Bischöfe appellieren an Politik für "Ja" zum Lieferkettengesetz
Die katholischen Bischöfe Werner Freistetter und Stephan Turnovszky appellieren an die österreichische Politik für das EU-Lieferkettengesetz zu stimmen. Nachdem Deutschland angekündigt hatte, sich bei der bevorstehenden Abstimmung am Freitag (9. Februar) auf EU-Ebene enthalten zu wollen, wurden auch hierzulande - etwa von der Katholischen Jungschar und kirchlichen Hilfswerken - Befürchtung geäußert, die hiesigen Verantwortlichen könnten ebenfalls vor den Lobbyisten einknicken. "Es ist sehr zu hoffen, dass alle Mitgliedsländer der EU, besonders auch Österreich", das Vorhaben eines "ambitionierten Lieferkettengesetzes" weiterhin unterstützten, betonte Militärbischof Werner Freistetter am Mittwoch gegenüber Kathpress.
"Die sozial-ökologische Transformation ist eine dringende Herausforderung unserer Zeit", so der Bischof, der innerhalb der Österreichischen Bischofskonferenz für die Entwicklungszusammenarbeit zuständig ist. "Das gemeinsame Ringen um den besten Weg ist eine wesentliche Aufgabe von Politik." Das EU-Lieferkettengesetz ziele darauf ab, Unternehmen zur Einhaltung ökologischer Standards und zur Achtung von Menschenrechten zu verpflichten, so der Bischof, daran gelte es unbedingt festzuhalten.
Der Wiener Weihbischof Stephan Turnovszky ersuchte die verantwortlichen österreichischen Ministerinnen und Minister eindringlich, dem ausgehandelten Kompromiss zuzustimmen. "Sie schützen damit Menschen, insbesondere Kinder, vor Ausbeutung, leisten einen Beitrag zur Bewahrung der Schöpfung und stärken angesichts der bevorstehenden Wahlen zum Europäischen Parlament auch die Europäischen Institutionen", so der katholische Jugendbischof.
Am Montag hatte bereits die Dreikönigsaktion (DKA) der Katholischen Jungschar an den zuständigen Minister für Arbeit und Wirtschaft, Martin Kocher (ÖVP), appelliert, von Österreichs "Ja" zum Lieferkettengesetz nicht abzurücken und der im vergangenen Advent ausverhandelten Richtlinie bei der Abstimmung am 9. Februar zustimmen.
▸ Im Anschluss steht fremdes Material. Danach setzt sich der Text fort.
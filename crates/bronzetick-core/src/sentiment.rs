//! Headline sentiment classification through an OpenAI-compatible chat
//! completions endpoint.
//!
//! The label vocabulary and the prompt are configuration. The model's reply is
//! normalized and must name exactly one configured label.

use std::fmt::{Display, Formatter};
use std::sync::Arc;

use serde::{Deserialize, Serialize};
use serde_json::json;

use crate::config::ConfigError;
use crate::data_source::{SourceError, SourceFuture};
use crate::http_client::{HttpAuth, HttpClient, HttpRequest};
use crate::ValidationError;

pub const DEFAULT_CLASSIFIER_BASE_URL: &str = "https://api.groq.com/openai/v1";
pub const DEFAULT_CLASSIFIER_MODEL: &str = "openai/gpt-oss-20b";
pub const DEFAULT_FALLBACK_LABEL: &str = "neutral";
pub const DEFAULT_PROMPT_TEMPLATE: &str =
    "Is the following news headline {labels}? Headline: {headline}. Only answer with {quoted_labels}.";
const PROVIDER: &str = "classifier";

/// One classification outcome, always lowercase.
#[derive(Debug, Clone, PartialEq, Eq, Hash, PartialOrd, Ord, Serialize, Deserialize)]
#[serde(transparent)]
pub struct SentimentLabel(String);

impl SentimentLabel {
    pub fn as_str(&self) -> &str {
        &self.0
    }
}

impl Display for SentimentLabel {
    fn fmt(&self, f: &mut Formatter<'_>) -> std::fmt::Result {
        f.write_str(&self.0)
    }
}

/// Ordered, distinct set of single-word labels.
#[derive(Debug, Clone, PartialEq, Eq)]
pub struct LabelSet {
    labels: Vec<String>,
}

impl Default for LabelSet {
    fn default() -> Self {
        Self::three_way()
    }
}

impl LabelSet {
    pub fn three_way() -> Self {
        Self {
            labels: vec![
                String::from("good"),
                String::from("bad"),
                String::from("neutral"),
            ],
        }
    }

    pub fn two_way() -> Self {
        Self {
            labels: vec![String::from("good"), String::from("bad")],
        }
    }

    /// Parse a comma separated list such as `good,bad,neutral`.
    pub fn parse(input: &str) -> Result<Self, ValidationError> {
        let invalid = || ValidationError::InvalidLabelSet {
            value: input.to_string(),
        };

        let mut labels: Vec<String> = Vec::new();
        for raw in input.split(',') {
            let label = raw.trim().to_ascii_lowercase();
            if label.is_empty() || !label.chars().all(|ch| ch.is_ascii_alphanumeric() || ch == '_') {
                return Err(invalid());
            }
            if labels.contains(&label) {
                return Err(invalid());
            }
            labels.push(label);
        }

        if labels.len() < 2 {
            return Err(invalid());
        }
        Ok(Self { labels })
    }

    pub fn labels(&self) -> &[String] {
        &self.labels
    }

    pub fn len(&self) -> usize {
        self.labels.len()
    }

    pub fn is_empty(&self) -> bool {
        self.labels.is_empty()
    }

    pub fn get(&self, word: &str) -> Option<SentimentLabel> {
        self.labels
            .iter()
            .find(|label| label.as_str() == word)
            .map(|label| SentimentLabel(label.clone()))
    }

    /// Label used when classification fails. A two-way set accepts any
    /// fallback word so that undecided rows stay distinguishable.
    pub fn fallback(&self, label: &str) -> Result<SentimentLabel, ValidationError> {
        let normalized = label.trim().to_ascii_lowercase();
        if let Some(found) = self.get(&normalized) {
            return Ok(found);
        }
        if self.labels.len() == 2 && !normalized.is_empty() {
            return Ok(SentimentLabel(normalized));
        }
        Err(ValidationError::UnknownFallbackLabel {
            label: label.to_string(),
        })
    }

    /// `good, bad or neutral`
    pub fn describe(&self) -> String {
        join_with_or(self.labels.iter().map(String::as_str))
    }

    /// `"good", "bad" or "neutral"`
    pub fn describe_quoted(&self) -> String {
        let quoted: Vec<String> = self.labels.iter().map(|label| format!("\"{label}\"")).collect();
        join_with_or(quoted.iter().map(String::as_str))
    }

    /// Map a model reply onto a label.
    ///
    /// The reply is lowercased and trimmed of surrounding quotes and
    /// punctuation. It must either equal a label or mention exactly one.
    pub fn parse_reply(&self, reply: &str) -> Result<SentimentLabel, SourceError> {
        let lowered = reply.to_lowercase();
        let normalized = lowered.trim().trim_matches(|ch: char| !ch.is_alphanumeric());
        if let Some(label) = self.get(normalized) {
            return Ok(label);
        }

        let mut mentioned: Vec<&str> = Vec::new();
        for word in normalized.split(|ch: char| !(ch.is_alphanumeric() || ch == '_')) {
            if self.labels.iter().any(|label| label == word) && !mentioned.contains(&word) {
                mentioned.push(word);
            }
        }

        match mentioned.as_slice() {
            [only] => self
                .get(only)
                .ok_or_else(|| SourceError::malformed("classifier reply lost its label")),
            [] => Err(SourceError::malformed(format!(
                "classifier reply names no label: '{}'",
                reply.trim()
            ))),
            _ => Err(SourceError::malformed(format!(
                "classifier reply names several labels: '{}'",
                reply.trim()
            ))),
        }
    }
}

fn join_with_or<'a>(items: impl Iterator<Item = &'a str>) -> String {
    let items: Vec<&str> = items.collect();
    match items.split_last() {
        None => String::new(),
        Some((last, [])) => (*last).to_string(),
        Some((last, rest)) => format!("{} or {last}", rest.join(", ")),
    }
}

/// Prompt with `{headline}`, `{labels}` and `{quoted_labels}` placeholders.
#[derive(Debug, Clone, PartialEq, Eq)]
pub struct PromptTemplate(String);

impl Default for PromptTemplate {
    fn default() -> Self {
        Self(String::from(DEFAULT_PROMPT_TEMPLATE))
    }
}

impl PromptTemplate {
    pub fn new(template: impl Into<String>) -> Self {
        Self(template.into())
    }

    pub fn render(&self, headline: &str, labels: &LabelSet) -> String {
        self.0
            .replace("{quoted_labels}", &labels.describe_quoted())
            .replace("{labels}", &labels.describe())
            .replace("{headline}", headline)
    }
}

#[derive(Debug, Clone, PartialEq)]
pub struct ClassifierConfig {
    pub api_key: Option<String>,
    pub base_url: String,
    pub model: String,
    pub temperature: f64,
    pub labels: LabelSet,
    pub fallback_label: SentimentLabel,
    pub prompt: PromptTemplate,
}

impl Default for ClassifierConfig {
    fn default() -> Self {
        Self {
            api_key: None,
            base_url: String::from(DEFAULT_CLASSIFIER_BASE_URL),
            model: String::from(DEFAULT_CLASSIFIER_MODEL),
            temperature: 0.0,
            labels: LabelSet::three_way(),
            fallback_label: SentimentLabel(String::from(DEFAULT_FALLBACK_LABEL)),
            prompt: PromptTemplate::default(),
        }
    }
}

/// Assigns one label to a piece of text.
pub trait SentimentClassifier: Send + Sync {
    fn classify<'a>(&'a self, text: &'a str) -> SourceFuture<'a, SentimentLabel>;
}

/// Classifier backed by a hosted chat model.
#[derive(Clone)]
pub struct ChatSentimentClassifier {
    http_client: Arc<dyn HttpClient>,
    endpoint: String,
    model: String,
    temperature: f64,
    labels: LabelSet,
    prompt: PromptTemplate,
    auth: HttpAuth,
}

impl ChatSentimentClassifier {
    pub fn new(http_client: Arc<dyn HttpClient>, config: ClassifierConfig) -> Result<Self, ConfigError> {
        let api_key = config
            .api_key
            .filter(|key| !key.trim().is_empty())
            .ok_or(ConfigError::Missing {
                key: "GROQ_API_KEY",
            })?;
        Ok(Self {
            http_client,
            endpoint: format!("{}/chat/completions", config.base_url.trim_end_matches('/')),
            model: config.model,
            temperature: config.temperature,
            labels: config.labels,
            prompt: config.prompt,
            auth: HttpAuth::BearerToken(api_key),
        })
    }

    pub fn labels(&self) -> &LabelSet {
        &self.labels
    }

    async fn complete(&self, text: &str) -> Result<SentimentLabel, SourceError> {
        let body = json!({
            "model": self.model,
            "temperature": self.temperature,
            "messages": [
                { "role": "user", "content": self.prompt.render(text, &self.labels) }
            ],
        });
        let request = HttpRequest::post(self.endpoint.as_str())
            .with_auth(&self.auth)
            .with_json_body(&body)
            .with_timeout_ms(30_000);

        let response = self
            .http_client
            .execute(request)
            .await
            .map_err(|error| SourceError::from_transport(PROVIDER, &error))?;
        if !response.is_success() {
            return Err(SourceError::from_status(PROVIDER, &response));
        }

        let completion: ChatCompletion = serde_json::from_str(&response.body)
            .map_err(|e| SourceError::malformed(format!("failed to parse completion: {e}")))?;
        let reply = completion
            .choices
            .into_iter()
            .next()
            .and_then(|choice| choice.message.content)
            .ok_or_else(|| SourceError::malformed("completion has no message content"))?;

        self.labels.parse_reply(&reply)
    }
}

impl SentimentClassifier for ChatSentimentClassifier {
    fn classify<'a>(&'a self, text: &'a str) -> SourceFuture<'a, SentimentLabel> {
        Box::pin(async move { self.complete(text).await })
    }
}

#[derive(Debug, Deserialize)]
struct ChatCompletion {
    #[serde(default)]
    choices: Vec<ChatChoice>,
}

#[derive(Debug, Deserialize)]
struct ChatChoice {
    message: ChatMessage,
}

#[derive(Debug, Deserialize)]
struct ChatMessage {
    content: Option<String>,
}

#[cfg(test)]
mod tests {
    use super::*;
    use crate::data_source::SourceErrorKind;
    use crate::http_client::{HttpResponse, ScriptedHttpClient};

    fn completion(content: &str) -> HttpResponse {
        HttpResponse::ok_json(
            json!({ "choices": [ { "message": { "role": "assistant", "content": content } } ] })
                .to_string(),
        )
    }

    #[test]
    fn label_sets_parse_and_describe() {
        let labels = LabelSet::parse(" Good, bad ,neutral").expect("labels");
        assert_eq!(labels.describe(), "good, bad or neutral");
        assert_eq!(labels.describe_quoted(), "\"good\", \"bad\" or \"neutral\"");
        assert_eq!(LabelSet::two_way().describe(), "good or bad");

        assert!(LabelSet::parse("good").is_err());
        assert!(LabelSet::parse("good,good").is_err());
        assert!(LabelSet::parse("good,,bad").is_err());
        assert!(LabelSet::parse("very good,bad").is_err());
    }

    #[test]
    fn default_prompt_names_every_label() {
        let prompt = PromptTemplate::default().render("Apple beats estimates", &LabelSet::three_way());
        assert_eq!(
            prompt,
            "Is the following news headline good, bad or neutral? Headline: Apple beats estimates. \
             Only answer with \"good\", \"bad\" or \"neutral\"."
        );
    }

    #[test]
    fn replies_are_normalized_before_matching() {
        let labels = LabelSet::three_way();
        assert_eq!(labels.parse_reply("Good").expect("label").as_str(), "good");
        assert_eq!(labels.parse_reply(" \"BAD\".\n").expect("label").as_str(), "bad");
        assert_eq!(
            labels
                .parse_reply("The headline is neutral.")
                .expect("label")
                .as_str(),
            "neutral"
        );
        assert!(labels.parse_reply("good or bad").is_err());
        assert!(labels.parse_reply("positive").is_err());
        assert!(labels.parse_reply("goodness").is_err());
    }

    #[test]
    fn fallback_must_belong_to_three_way_sets() {
        assert_eq!(
            LabelSet::three_way().fallback("Neutral").expect("fallback").as_str(),
            "neutral"
        );
        assert!(LabelSet::three_way().fallback("unknown").is_err());
        assert_eq!(
            LabelSet::two_way().fallback("neutral").expect("fallback").as_str(),
            "neutral"
        );
    }

    #[tokio::test]
    async fn posts_chat_request_and_parses_label() {
        let client = Arc::new(ScriptedHttpClient::new().respond("/chat/completions", completion("good")));
        let classifier = ChatSentimentClassifier::new(
            client.clone(),
            ClassifierConfig {
                api_key: Some(String::from("groq-key")),
                ..ClassifierConfig::default()
            },
        )
        .expect("classifier");

        let label = classifier.classify("Record iPhone sales").await.expect("label");
        assert_eq!(label.as_str(), "good");

        let request = &client.requests()[0];
        assert_eq!(request.url, "https://api.groq.com/openai/v1/chat/completions");
        assert_eq!(
            request.headers.get("authorization").map(String::as_str),
            Some("Bearer groq-key")
        );
        let body: serde_json::Value =
            serde_json::from_str(request.body.as_deref().expect("body")).expect("json");
        assert_eq!(body["model"], "openai/gpt-oss-20b");
        assert_eq!(body["temperature"], 0.0);
        assert!(body["messages"][0]["content"]
            .as_str()
            .expect("content")
            .contains("Headline: Record iPhone sales."));
    }

    #[tokio::test]
    async fn unusable_replies_are_malformed() {
        let client = Arc::new(
            ScriptedHttpClient::new()
                .respond("/chat/completions", completion("I cannot tell"))
                .respond("/chat/completions", HttpResponse::ok_json(r#"{"choices":[]}"#)),
        );
        let classifier = ChatSentimentClassifier::new(
            client,
            ClassifierConfig {
                api_key: Some(String::from("groq-key")),
                ..ClassifierConfig::default()
            },
        )
        .expect("classifier");

        let first = classifier.classify("headline").await.expect_err("no label");
        let second = classifier.classify("headline").await.expect_err("no choices");
        assert_eq!(first.kind(), SourceErrorKind::Malformed);
        assert_eq!(second.kind(), SourceErrorKind::Malformed);
    }

    #[test]
    fn missing_key_is_a_config_error() {
        let result = ChatSentimentClassifier::new(
            Arc::new(ScriptedHttpClient::new()),
            ClassifierConfig::default(),
        );
        assert!(matches!(
            result,
            Err(ConfigError::Missing { key: "GROQ_API_KEY" })
        ));
    }
}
Kocher solle sich "als verlässlicher Europäer erweisen, dem das Funktionieren europäischer Prozesse wichtig ist", betonte Teresa Millesi, die Vorsitzende der Jungschar und Dreikönigsaktion per Aussendung.
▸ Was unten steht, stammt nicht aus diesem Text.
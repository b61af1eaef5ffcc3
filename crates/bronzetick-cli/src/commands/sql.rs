use bronzetick_core::{AppConfig, QueryGuardrails};

use crate::cli::SqlArgs;
use crate::error::CliError;
use crate::output::CommandOutput;

use super::open_store;

pub fn run(args: &SqlArgs, config: &AppConfig) -> Result<CommandOutput, CliError> {
    let query = args.query.trim();
    if query.is_empty() {
        return Err(CliError::Command(String::from("query must not be empty")));
    }

    let warehouse = open_store(config)?;
    let guardrails = QueryGuardrails {
        max_rows: args.max_rows,
        query_timeout_ms: args.query_timeout_ms,
    };
    let result = warehouse.execute_query(query, guardrails, args.write)?;

    let truncated = result.truncated;
    let row_count = result.row_count;
    let mut output = CommandOutput::ok("sql", serde_json::to_value(result)?);
    if truncated {
        output = output.with_warning(format!(
            "result truncated at {row_count} rows (use --max-rows to increase limit)"
        ));
    }
    Ok(output)
}
//! Stable record identifiers derived from natural keys.

use std::fmt::{Display, Formatter};

use serde::{Deserialize, Serialize};

/// Byte placed between natural-key fields before hashing.
pub const KEY_SEPARATOR: u8 = 0x1f;

/// Width of a rendered [`RecordId`] in hex characters.
pub const RECORD_ID_WIDTH: usize = 64;

/// Fixed-width storage identifier for one logical record.
///
/// The identifier is the BLAKE3 digest of the natural-key fields joined with
/// [`KEY_SEPARATOR`], rendered as lowercase hex. Field order is significant.
#[derive(Debug, Clone, PartialEq, Eq, Hash, PartialOrd, Ord, Serialize, Deserialize)]
#[serde(transparent)]
pub struct RecordId(String);

impl RecordId {
    pub fn from_key<S: AsRef<str>>(fields: &[S]) -> Self {
        let mut hasher = blake3::Hasher::new();
        for (index, field) in fields.iter().enumerate() {
            if index > 0 {
                hasher.update(&[KEY_SEPARATOR]);
            }
            hasher.update(field.as_ref().as_bytes());
        }
        Self(hasher.finalize().to_hex().to_string())
    }

    pub fn as_str(&self) -> &str {
        &self.0
    }
}

impl Display for RecordId {
    fn fmt(&self, f: &mut Formatter<'_>) -> std::fmt::Result {
        f.write_str(&self.0)
    }
}

#[cfg(test)]
mod tests {
    use super::*;

    #[test]
    fn identical_keys_hash_identically() {
        let first = RecordId::from_key(&["AAPL", "2024-01-02"]);
        let second = RecordId::from_key(&[String::from("AAPL"), String::from("2024-01-02")]);
        assert_eq!(first, second);
        assert_eq!(first.as_str().len(), RECORD_ID_WIDTH);
        assert!(first.as_str().chars().all(|ch| ch.is_ascii_hexdigit()));
    }

    #[test]
    fn any_differing_field_changes_the_identifier() {
        let base = RecordId::from_key(&["AAPL", "2024-01-02"]);
        assert_ne!(base, RecordId::from_key(&["MSFT", "2024-01-02"]));
        assert_ne!(base, RecordId::from_key(&["AAPL", "2024-01-03"]));
    }

    #[test]
    fn field_boundaries_are_part_of_the_key() {
        let left = RecordId::from_key(&["Apple_Inc", "news"]);
        let right = RecordId::from_key(&["Apple", "Inc_news"]);
        assert_ne!(left, right);
    }
}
Kocher, der in Österreich gemeinsam mit Justizministerin Alma Zadic (Grüne) für das Lieferkettengesetz verantwortlich ist, nahm bisher keine klare Position zum finalen Gesetzestext ein. Die DKA als entwicklungspolitische Organisation der Katholischen Jungschar forderte den Wirtschaftsminister auf, nicht nur das laute "Wehklagen der Industrielobbyist*innen" zu beachten, sondern auch "auf die leiseren und weiter entfernten Hilferufe der Betroffenen von Menschenrechtsverletzungen und Umweltzerstörung". Darunter seien auch 79 Millionen Kinder, die weltweit unter ausbeuterischen Bedingungen arbeiten müssen, wies Millesi hin.
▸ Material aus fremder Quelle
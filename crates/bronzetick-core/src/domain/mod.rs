//! # Domain Models
//!
//! Typed rows produced by the fetchers, validated at construction.
//!
//! | Type | Description |
//! |------|-------------|
//! | [`StockBar`] | Daily OHLCV bar for a ticker |
//! | [`NewsArticle`] | Article matched to a company, before classification |
//! | [`InsiderTransaction`] | Insider filing for a ticker |
//! | [`Symbol`] | Validated ticker |
//! | [`Company`] | Company name used as a news query |
//! | [`Period`] | Price-history lookback |
//! | [`UtcDateTime`] | UTC timestamp |
//!
//! Each row converts into the flat record stored by the warehouse with
//! `to_record`, which is where dates and timestamps get their text form.

mod models;
mod period;
mod symbol;
pub(crate) mod timestamp;

pub use models::{InsiderTransaction, NewsArticle, StockBar};
pub use period::Period;
pub use symbol::{Company, Symbol};
pub use timestamp::{format_date, parse_date, today_utc, UtcDateTime};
Auch die AG Globale Verantwortung, in der u.a. die Caritas und die Diakonie vertreten sind, appellierte am Montag an Minister Kocher, das EU-Lieferkettengesetz bei der finalen Abstimmung zu unterstützen. Eine Enthaltung nach jahrelangen Verhandlungen "wäre fatal", warnte Geschäftsführer Lukas Wank. "Sollten die EU-Mitgliedstaaten am 9. Februar der finalen Version des EU-Lieferkettengesetzes nicht zustimmen oder sich ihrer Stimme enthalten, stellt das eine Belastungsprobe für die Demokratie dar."
Fahrplan bis zur Beschlussfassung
Zum Hintergrund: Im April 2022 kündigte der belgische EU-Justiz-Kommissar Didier Reynders einen Entwurf für ein sektorübergreifendes europäisches Lieferkettengesetz an. Dem waren nationale Gesetze in Frankreich (2017) und Deutschland (2021) vorausgegangen. Im März 2021 stimmte im Europäischen Parlament eine überwältigende Mehrheit der Abgeordneten für einen Initiativbericht, der auch einen Richtlinienvorschlag enthielt. Im Februar 2022 wurde von der Europäischen Kommission ein Entwurf mit dem Titel "Richtlinie über die Sorgfaltspflichten von Unternehmen im Hinblick auf Nachhaltigkeit" veröffentlicht.
Der Positionierung der Mitgliedssaaten im Rat im November 2022 und des Plenums des EU-Parlaments im April 2023 waren die sogenannten Trilog-Gespräche zwischen den EU-Institutionen und eine politische Einigung im Dezember 2023 gefolgt. Der weitere Fahrplan sieht eine finale Behandlung im zuständigen Justiz-Ausschuss des EU-Parlaments, im Ausschuss der Ständigen Vertreter der Mitgliedstaaten und die Beschlussfassung im Plenum des EU-Parlaments spätestens im April 2024 vor.